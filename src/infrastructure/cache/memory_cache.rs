//! In-memory LRU key-value cache.

use std::num::NonZeroUsize;
use std::sync::atomic::{AtomicU64, Ordering};

use async_trait::async_trait;
use lru::LruCache;
use tokio::sync::RwLock;
use tracing::trace;

use crate::domain::errors::CacheResult;
use crate::domain::ports::{CacheEntry, KeyValueCachePort};

/// Default maximum number of entries kept in memory.
pub const DEFAULT_CACHE_SIZE: usize = 64;

/// LRU cache of entries, lost on exit.
pub struct MemoryKeyValueCache {
    cache: RwLock<LruCache<String, CacheEntry>>,
    hits: AtomicU64,
    misses: AtomicU64,
}

impl MemoryKeyValueCache {
    /// Creates a new cache with the specified capacity.
    #[must_use]
    pub fn new(capacity: usize) -> Self {
        let cap = NonZeroUsize::new(capacity).unwrap_or(NonZeroUsize::MIN);
        Self {
            cache: RwLock::new(LruCache::new(cap)),
            hits: AtomicU64::new(0),
            misses: AtomicU64::new(0),
        }
    }

    /// Returns cache statistics.
    pub async fn stats(&self) -> CacheStats {
        CacheStats {
            hits: self.hits.load(Ordering::Relaxed),
            misses: self.misses.load(Ordering::Relaxed),
            size: self.cache.read().await.len(),
        }
    }
}

impl Default for MemoryKeyValueCache {
    fn default() -> Self {
        Self::new(DEFAULT_CACHE_SIZE)
    }
}

/// Statistics about cache performance.
#[derive(Debug, Clone, Copy, PartialEq, Eq)]
pub struct CacheStats {
    /// Lookups that found an entry.
    pub hits: u64,
    /// Lookups that found nothing.
    pub misses: u64,
    /// Entries currently held.
    pub size: usize,
}

impl std::fmt::Display for CacheStats {
    fn fmt(&self, f: &mut std::fmt::Formatter<'_>) -> std::fmt::Result {
        write!(
            f,
            "Cache: {} entries ({} hits, {} misses)",
            self.size, self.hits, self.misses
        )
    }
}

#[async_trait]
impl KeyValueCachePort for MemoryKeyValueCache {
    async fn get(&self, key: &str) -> Option<CacheEntry> {
        let mut cache = self.cache.write().await;
        if let Some(entry) = cache.get(key) {
            self.hits.fetch_add(1, Ordering::Relaxed);
            trace!(key, "Memory cache hit");
            Some(entry.clone())
        } else {
            self.misses.fetch_add(1, Ordering::Relaxed);
            trace!(key, "Memory cache miss");
            None
        }
    }

    async fn set(&self, key: &str, entry: CacheEntry) -> CacheResult<()> {
        self.cache.write().await.put(key.to_string(), entry);
        Ok(())
    }

    async fn remove(&self, key: &str) {
        self.cache.write().await.pop(key);
    }
}

#[cfg(test)]
mod tests {
    use super::*;
    use chrono::Utc;
    use serde_json::json;

    fn entry(value: i64) -> CacheEntry {
        CacheEntry::new(json!({ "value": value }), Utc::now())
    }

    #[tokio::test]
    async fn test_set_and_get() {
        let cache = MemoryKeyValueCache::new(4);
        cache.set("weather:london", entry(1)).await.unwrap();

        let found = cache.get("weather:london").await.unwrap();
        assert_eq!(found.payload["value"], 1);
        assert!(cache.get("weather:paris").await.is_none());

        let stats = cache.stats().await;
        assert_eq!((stats.hits, stats.misses, stats.size), (1, 1, 1));
    }

    #[tokio::test]
    async fn test_least_recently_used_is_evicted() {
        let cache = MemoryKeyValueCache::new(2);
        cache.set("a", entry(1)).await.unwrap();
        cache.set("b", entry(2)).await.unwrap();
        cache.get("a").await;
        cache.set("c", entry(3)).await.unwrap();

        assert!(cache.get("a").await.is_some());
        assert!(cache.get("b").await.is_none());
        assert!(cache.get("c").await.is_some());
    }

    #[tokio::test]
    async fn test_remove() {
        let cache = MemoryKeyValueCache::default();
        cache.set("a", entry(1)).await.unwrap();
        cache.remove("a").await;
        assert!(cache.get("a").await.is_none());
    }
}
---------------
### Task objective
Review the material and copy each line in which the word "domain" appears.

### Output of the exercise
use crate::domain::errors::CacheResult;
use crate::domain::ports::{CacheEntry, KeyValueCachePort};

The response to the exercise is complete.